Oesterlé paper: springerlink.com/content/r3r642748w7m4682 And Voskresenskii: springerlink.com/content/738031m792181j54 –  Junkie Apr 9 '11 at 6:28

I found the Sha part of the answer in Voskresenskii's book.

I'm looking at a quotient and I want cohomology to appear. Cohomology is the obstruction to invariants being exact, so I should lift this to a quotient of Galois modules. $G(\bar K)$ has a Galois action, as does $G(A_K\otimes \bar K)$. Their quotient $Q$ has fixed points $Q(K)=(G(A_L)/G(L))^{Gal(L/K)}$, where $L$ is a splitting field. The long exact sequence in cohomology $$0\to G(K)\to G(A_K)\to Q(K)\to H^1(K;G)\to H^1(K;G(A_{-}))=\prod H^1(K_\nu;G)$$ shows that $Q(K)$ differs from $G(A_K)/G(K)$ by exactly the Tate-Shafarevich group.
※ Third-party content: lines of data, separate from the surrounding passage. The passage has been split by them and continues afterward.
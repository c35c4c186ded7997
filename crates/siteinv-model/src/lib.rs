#![deny(unsafe_code)]

pub mod equipment;
pub mod error;
pub mod ids;
pub mod node;

pub use equipment::{EquipmentPatch, EquipmentRecord, NewEquipment};
pub use error::{EquipmentError, TreeError};
pub use ids::{MAX_PARENT_ID_LEN, child_id, equipment_id, is_at_max_depth};
pub use node::{Attributes, NewNode, NodePatch, TreeNode};
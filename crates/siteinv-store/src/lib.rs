#![deny(unsafe_code)]

pub mod equipment;
pub mod menu;
pub mod seed;
pub mod tree;

pub use equipment::EquipmentStore;
pub use menu::MenuState;
pub use tree::TreeStore;
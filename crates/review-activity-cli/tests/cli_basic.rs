//! Basic CLI E2E tests.
//!
//! Tests run the compiled `plot_activity` binary inside a temporary working
//! directory, with the review API replaced by a mockito server.

use std::path::Path;
use std::process::Command;

use chrono::{Duration, Utc};

const COMPLETED_PATH: &str = "/me/submissions/completed/";
const PNG_SIGNATURE: &[u8] = b"\x89PNG\r\n\x1a\n";

/// Run the CLI in `dir` and return (exit code, stdout, stderr).
fn run_cli(dir: &Path, args: &[&str], env_token: Option<&str>) -> (i32, String, String) {
    let mut cmd = Command::new(env!("CARGO_BIN_EXE_plot_activity"));
    cmd.current_dir(dir).args(args).env_remove("RUST_LOG");
    for var in ["HTTP_PROXY", "http_proxy", "HTTPS_PROXY", "https_proxy", "ALL_PROXY", "all_proxy"] {
        cmd.env_remove(var);
    }
    match env_token {
        Some(token) => cmd.env("UDACITY_AUTH_TOKEN", token),
        None => cmd.env_remove("UDACITY_AUTH_TOKEN"),
    };
    let output = cmd.output().expect("Failed to execute CLI command");

    let stdout = String::from_utf8_lossy(&output.stdout).to_string();
    let stderr = String::from_utf8_lossy(&output.stderr).to_string();
    let code = output.status.code().unwrap_or(-1);

    (code, stdout, stderr)
}

/// Write a config file pointing the client at `base_url`, in UTC.
fn write_config(dir: &Path, base_url: &str) -> String {
    let path = dir.join("config.toml");
    std::fs::write(
        &path,
        format!("api_base_url = \"{base_url}\"\ntimezone = \"UTC\"\n"),
    )
    .unwrap();
    path.to_string_lossy().to_string()
}

#[test]
fn test_help() {
    let dir = tempfile::tempdir().unwrap();
    let (code, stdout, _) = run_cli(dir.path(), &["--help"], None);
    assert_eq!(code, 0, "help failed");
    assert!(stdout.contains("--auth-token"));
    assert!(stdout.contains("--debug"));
    assert!(stdout.contains("UDACITY_AUTH_TOKEN"));
}

#[test]
fn test_missing_token_is_usage_error() {
    let dir = tempfile::tempdir().unwrap();
    let mut server = mockito::Server::new();
    let mock = server.mock("GET", COMPLETED_PATH).expect(0).create();
    let config = write_config(dir.path(), &server.url());

    let (code, _, stderr) = run_cli(dir.path(), &["--config", &config], None);
    assert_eq!(code, 2, "missing token should exit with usage error");
    assert!(stderr.contains("UDACITY_AUTH_TOKEN"));
    assert!(!dir.path().join("activity.png").exists());
    mock.assert();
}

#[test]
fn test_empty_env_token_is_missing() {
    let dir = tempfile::tempdir().unwrap();
    let (code, _, _) = run_cli(dir.path(), &[], Some(""));
    assert_eq!(code, 2);
    assert!(!dir.path().join("activity.png").exists());
}

#[test]
fn test_plot_writes_png_and_json() {
    let dir = tempfile::tempdir().unwrap();
    let recent = (Utc::now() - Duration::minutes(1)).to_rfc3339();
    let body = format!(
        r#"[
            {{"id": 1, "completed_at": "{recent}", "price": "35.0"}},
            {{"id": 2, "completed_at": "2001-01-01T00:00:00Z", "price": "99.0"}}
        ]"#
    );

    let mut server = mockito::Server::new();
    let mock = server
        .mock("GET", COMPLETED_PATH)
        .match_header("authorization", "secret-token")
        .with_status(200)
        .with_header("content-type", "application/json")
        .with_body(body)
        .create();
    let config = write_config(dir.path(), &server.url());

    let (code, stdout, stderr) = run_cli(
        dir.path(),
        &["-T", "secret-token", "--config", &config, "--days", "30", "--json"],
        None,
    );
    assert_eq!(code, 0, "plot failed: {stderr}");
    mock.assert();

    let series: serde_json::Value = serde_json::from_str(&stdout).unwrap();
    let days = series.as_array().unwrap();
    assert_eq!(days.len(), 30);
    let total: f64 = days.iter().map(|d| d["points"].as_f64().unwrap()).sum();
    assert_eq!(total, 35.0);

    let png = std::fs::read(dir.path().join("activity.png")).unwrap();
    assert!(png.starts_with(PNG_SIGNATURE));
}

#[test]
fn test_plot_overwrites_existing_output_with_env_token() {
    let dir = tempfile::tempdir().unwrap();
    let out = dir.path().join("activity.png");
    std::fs::write(&out, b"old image").unwrap();

    let mut server = mockito::Server::new();
    let mock = server
        .mock("GET", COMPLETED_PATH)
        .match_header("authorization", "env-token")
        .with_status(200)
        .with_body("[]")
        .create();
    let config = write_config(dir.path(), &server.url());

    let (code, _, stderr) = run_cli(dir.path(), &["--config", &config, "--ascii"], Some("env-token"));
    assert_eq!(code, 0, "plot failed: {stderr}");
    mock.assert();

    let png = std::fs::read(&out).unwrap();
    assert!(png.starts_with(PNG_SIGNATURE));
    let entries = std::fs::read_dir(dir.path())
        .unwrap()
        .filter(|e| {
            e.as_ref()
                .map(|e| e.path().extension().is_some_and(|x| x == "png"))
                .unwrap_or(false)
        })
        .count();
    assert_eq!(entries, 1);
}

#[test]
fn test_custom_output_path() {
    let dir = tempfile::tempdir().unwrap();
    let mut server = mockito::Server::new();
    let _mock = server
        .mock("GET", COMPLETED_PATH)
        .with_status(200)
        .with_body("[]")
        .create();
    let config = write_config(dir.path(), &server.url());

    let (code, _, stderr) = run_cli(
        dir.path(),
        &["-T", "tok", "--config", &config, "-o", "gains.png"],
        None,
    );
    assert_eq!(code, 0, "plot failed: {stderr}");
    assert!(dir.path().join("gains.png").exists());
    assert!(!dir.path().join("activity.png").exists());
}

#[test]
fn test_rejected_token_fails_without_output() {
    let dir = tempfile::tempdir().unwrap();
    let mut server = mockito::Server::new();
    let _mock = server
        .mock("GET", COMPLETED_PATH)
        .with_status(401)
        .with_body(r#"{"error": "unauthorized"}"#)
        .create();
    let config = write_config(dir.path(), &server.url());

    let (code, _, stderr) = run_cli(dir.path(), &["-T", "bad", "--config", &config], None);
    assert_eq!(code, 1);
    assert!(stderr.contains("Authentication failed"), "stderr: {stderr}");
    assert!(!dir.path().join("activity.png").exists());
}

#[test]
fn test_malformed_body_fails_without_output() {
    let dir = tempfile::tempdir().unwrap();
    let mut server = mockito::Server::new();
    let _mock = server
        .mock("GET", COMPLETED_PATH)
        .with_status(200)
        .with_body("not json")
        .create();
    let config = write_config(dir.path(), &server.url());

    let (code, _, stderr) = run_cli(dir.path(), &["-T", "tok", "--config", &config], None);
    assert_eq!(code, 1);
    assert!(stderr.contains("Unexpected response"), "stderr: {stderr}");
    assert!(!dir.path().join("activity.png").exists());
}

#[test]
fn test_unknown_timezone_is_rejected() {
    let dir = tempfile::tempdir().unwrap();
    let config = write_config(dir.path(), "http://127.0.0.1:9");

    let (code, _, stderr) = run_cli(
        dir.path(),
        &["-T", "tok", "--config", &config, "--timezone", "Mars/Olympus"],
        None,
    );
    assert_eq!(code, 1);
    assert!(stderr.contains("timezone"), "stderr: {stderr}");
}

#[test]
fn test_zero_days_is_rejected_by_parser() {
    let dir = tempfile::tempdir().unwrap();
    let (code, _, _) = run_cli(dir.path(), &["-T", "tok", "--days", "0"], None);
    assert_eq!(code, 2);
}

#[test]
fn test_huge_days_is_rejected_before_any_request() {
    let dir = tempfile::tempdir().unwrap();
    let mut server = mockito::Server::new();
    let mock = server.mock("GET", COMPLETED_PATH).expect(0).create();
    let config = write_config(dir.path(), &server.url());

    let (code, _, stderr) = run_cli(
        dir.path(),
        &["-T", "tok", "--config", &config, "--days", "100000000"],
        None,
    );
    assert_eq!(code, 2, "stderr: {stderr}");
    assert!(!dir.path().join("activity.png").exists());
    mock.assert();
}

#[test]
fn test_oversized_window_in_config_fails_before_any_request() {
    let dir = tempfile::tempdir().unwrap();
    let mut server = mockito::Server::new();
    let mock = server.mock("GET", COMPLETED_PATH).expect(0).create();
    let path = dir.path().join("config.toml");
    std::fs::write(
        &path,
        format!("api_base_url = \"{}\"\nwindow_days = 100000000\n", server.url()),
    )
    .unwrap();

    let (code, _, stderr) = run_cli(
        dir.path(),
        &["-T", "tok", "--config", path.to_str().unwrap()],
        None,
    );
    assert_eq!(code, 1);
    assert!(stderr.contains("window_days"), "stderr: {stderr}");
    assert!(!dir.path().join("activity.png").exists());
    mock.assert();
}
In the torus case, one studies the failure of multiplicativity of the Tamagawa number in extensions $T'\to T\to T''$. The sheafified quotient $Q_{T'}(K)$ naturally appears as the (maximum possible) kernel of $T(A)/T(K)\to T''(A)/T''(K)$. Thus it is better to look at $Q_{T'}(K)\to Q_T(K)\to Q_{T''}(K)$. This is still not right exact, so $H^1(K;Q_T)$ enters, which Nakayama duality says is Pontrjagin dual to $Pic(T)$. Perhaps this is saying that we should form a $Pic(G)^*$ gerbe over $Q_G$?

I still have some hope for a geometric explanation for the Picard group.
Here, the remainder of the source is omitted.